YOUR INSTRUCTIONS - The entries below contain a line with "repository 615c1ed5747ec75a" and a line with "XLSX workbook generation". Quote exactly those two lines and all lines between them.
#### TASK DATA
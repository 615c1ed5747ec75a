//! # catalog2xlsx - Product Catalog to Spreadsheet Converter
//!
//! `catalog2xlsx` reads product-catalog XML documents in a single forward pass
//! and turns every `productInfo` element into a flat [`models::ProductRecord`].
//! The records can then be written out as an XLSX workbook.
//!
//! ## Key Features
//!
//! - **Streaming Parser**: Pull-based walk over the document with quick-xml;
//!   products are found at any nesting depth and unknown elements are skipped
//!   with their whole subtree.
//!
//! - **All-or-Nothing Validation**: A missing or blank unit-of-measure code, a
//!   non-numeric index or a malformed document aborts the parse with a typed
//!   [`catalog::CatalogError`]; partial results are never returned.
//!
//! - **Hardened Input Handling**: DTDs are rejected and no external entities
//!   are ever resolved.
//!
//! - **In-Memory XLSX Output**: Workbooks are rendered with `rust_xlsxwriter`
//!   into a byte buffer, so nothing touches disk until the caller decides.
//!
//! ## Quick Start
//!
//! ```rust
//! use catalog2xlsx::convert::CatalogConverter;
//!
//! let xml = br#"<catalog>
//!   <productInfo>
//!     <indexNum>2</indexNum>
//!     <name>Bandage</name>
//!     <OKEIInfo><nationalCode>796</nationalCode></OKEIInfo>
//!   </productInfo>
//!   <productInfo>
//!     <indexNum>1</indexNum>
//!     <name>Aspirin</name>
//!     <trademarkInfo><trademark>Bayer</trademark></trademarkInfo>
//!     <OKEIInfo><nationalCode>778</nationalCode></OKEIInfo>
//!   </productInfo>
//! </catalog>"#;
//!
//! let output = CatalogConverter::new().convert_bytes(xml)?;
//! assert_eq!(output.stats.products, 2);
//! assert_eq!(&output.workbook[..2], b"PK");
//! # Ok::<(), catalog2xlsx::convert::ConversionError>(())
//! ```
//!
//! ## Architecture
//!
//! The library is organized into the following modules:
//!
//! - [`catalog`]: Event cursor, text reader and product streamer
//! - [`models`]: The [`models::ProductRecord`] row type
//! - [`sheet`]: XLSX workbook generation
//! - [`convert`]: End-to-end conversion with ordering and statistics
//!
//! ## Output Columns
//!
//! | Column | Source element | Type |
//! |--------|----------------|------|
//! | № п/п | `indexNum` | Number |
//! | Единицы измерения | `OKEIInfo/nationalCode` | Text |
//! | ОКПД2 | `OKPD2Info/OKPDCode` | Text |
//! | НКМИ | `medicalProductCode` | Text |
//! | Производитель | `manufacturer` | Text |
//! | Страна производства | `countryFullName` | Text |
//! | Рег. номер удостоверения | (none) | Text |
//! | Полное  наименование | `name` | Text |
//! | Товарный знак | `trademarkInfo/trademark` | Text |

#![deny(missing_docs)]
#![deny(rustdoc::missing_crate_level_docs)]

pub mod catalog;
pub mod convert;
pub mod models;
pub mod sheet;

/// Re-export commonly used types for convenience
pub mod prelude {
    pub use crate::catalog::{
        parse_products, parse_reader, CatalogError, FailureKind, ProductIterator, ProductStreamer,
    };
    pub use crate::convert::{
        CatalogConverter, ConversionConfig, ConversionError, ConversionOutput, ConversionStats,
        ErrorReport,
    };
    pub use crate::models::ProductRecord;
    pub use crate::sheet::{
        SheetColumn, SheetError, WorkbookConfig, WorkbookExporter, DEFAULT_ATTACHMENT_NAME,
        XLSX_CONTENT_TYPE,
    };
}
########
#### TASK DATA
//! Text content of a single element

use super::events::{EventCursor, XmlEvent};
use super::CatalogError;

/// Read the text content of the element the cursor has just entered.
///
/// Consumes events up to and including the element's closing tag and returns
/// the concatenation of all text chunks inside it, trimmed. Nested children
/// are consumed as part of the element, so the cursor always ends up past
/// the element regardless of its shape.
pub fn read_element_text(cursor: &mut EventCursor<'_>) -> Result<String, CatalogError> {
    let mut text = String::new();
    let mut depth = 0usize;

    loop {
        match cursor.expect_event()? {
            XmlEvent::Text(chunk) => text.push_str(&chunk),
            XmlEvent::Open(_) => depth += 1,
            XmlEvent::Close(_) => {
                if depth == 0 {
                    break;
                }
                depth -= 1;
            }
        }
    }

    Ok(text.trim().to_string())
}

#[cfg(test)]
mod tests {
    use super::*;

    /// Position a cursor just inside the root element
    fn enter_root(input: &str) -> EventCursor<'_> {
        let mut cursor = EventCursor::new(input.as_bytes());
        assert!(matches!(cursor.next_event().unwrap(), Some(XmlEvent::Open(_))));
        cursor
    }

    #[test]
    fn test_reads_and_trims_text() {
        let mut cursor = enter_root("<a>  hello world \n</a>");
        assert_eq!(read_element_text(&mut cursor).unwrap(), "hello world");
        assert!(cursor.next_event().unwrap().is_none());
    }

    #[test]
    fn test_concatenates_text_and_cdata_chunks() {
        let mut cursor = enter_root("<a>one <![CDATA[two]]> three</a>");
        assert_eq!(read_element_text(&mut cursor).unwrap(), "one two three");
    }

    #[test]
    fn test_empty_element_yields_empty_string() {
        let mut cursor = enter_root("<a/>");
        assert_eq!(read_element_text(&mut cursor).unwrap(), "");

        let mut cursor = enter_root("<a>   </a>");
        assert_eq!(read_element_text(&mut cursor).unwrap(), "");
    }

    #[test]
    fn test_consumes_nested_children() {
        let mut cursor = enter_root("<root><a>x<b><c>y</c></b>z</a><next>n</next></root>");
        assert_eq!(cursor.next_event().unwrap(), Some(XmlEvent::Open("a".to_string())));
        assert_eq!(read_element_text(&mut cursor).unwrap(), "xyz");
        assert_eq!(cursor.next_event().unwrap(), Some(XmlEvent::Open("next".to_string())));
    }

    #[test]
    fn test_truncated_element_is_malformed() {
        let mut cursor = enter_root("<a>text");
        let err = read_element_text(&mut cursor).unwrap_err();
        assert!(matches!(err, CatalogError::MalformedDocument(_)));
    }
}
########
RESPONSE AREA -
repository 615c1ed5747ec75a
//! # catalog2xlsx - Product Catalog to Spreadsheet Converter
//!
//! `catalog2xlsx` reads product-catalog XML documents in a single forward pass
//! and turns every `productInfo` element into a flat [`models::ProductRecord`].
//! The records can then be written out as an XLSX workbook.
//!
//! ## Key Features
//!
//! - **Streaming Parser**: Pull-based walk over the document with quick-xml;
//!   products are found at any nesting depth and unknown elements are skipped
//!   with their whole subtree.
//!
//! - **All-or-Nothing Validation**: A missing or blank unit-of-measure code, a
//!   non-numeric index or a malformed document aborts the parse with a typed
//!   [`catalog::CatalogError`]; partial results are never returned.
//!
//! - **Hardened Input Handling**: DTDs are rejected and no external entities
//!   are ever resolved.
//!
//! - **In-Memory XLSX Output**: Workbooks are rendered with `rust_xlsxwriter`
//!   into a byte buffer, so nothing touches disk until the caller decides.
//!
//! ## Quick Start
//!
//! ```rust
//! use catalog2xlsx::convert::CatalogConverter;
//!
//! let xml = br#"<catalog>
//!   <productInfo>
//!     <indexNum>2</indexNum>
//!     <name>Bandage</name>
//!     <OKEIInfo><nationalCode>796</nationalCode></OKEIInfo>
//!   </productInfo>
//!   <productInfo>
//!     <indexNum>1</indexNum>
//!     <name>Aspirin</name>
//!     <trademarkInfo><trademark>Bayer</trademark></trademarkInfo>
//!     <OKEIInfo><nationalCode>778</nationalCode></OKEIInfo>
//!   </productInfo>
//! </catalog>"#;
//!
//! let output = CatalogConverter::new().convert_bytes(xml)?;
//! assert_eq!(output.stats.products, 2);
//! assert_eq!(&output.workbook[..2], b"PK");
//! # Ok::<(), catalog2xlsx::convert::ConversionError>(())
//! ```
//!
//! ## Architecture
//!
//! The library is organized into the following modules:
//!
//! - [`catalog`]: Event cursor, text reader and product streamer
//! - [`models`]: The [`models::ProductRecord`] row type
//! - [`sheet`]: XLSX workbook generation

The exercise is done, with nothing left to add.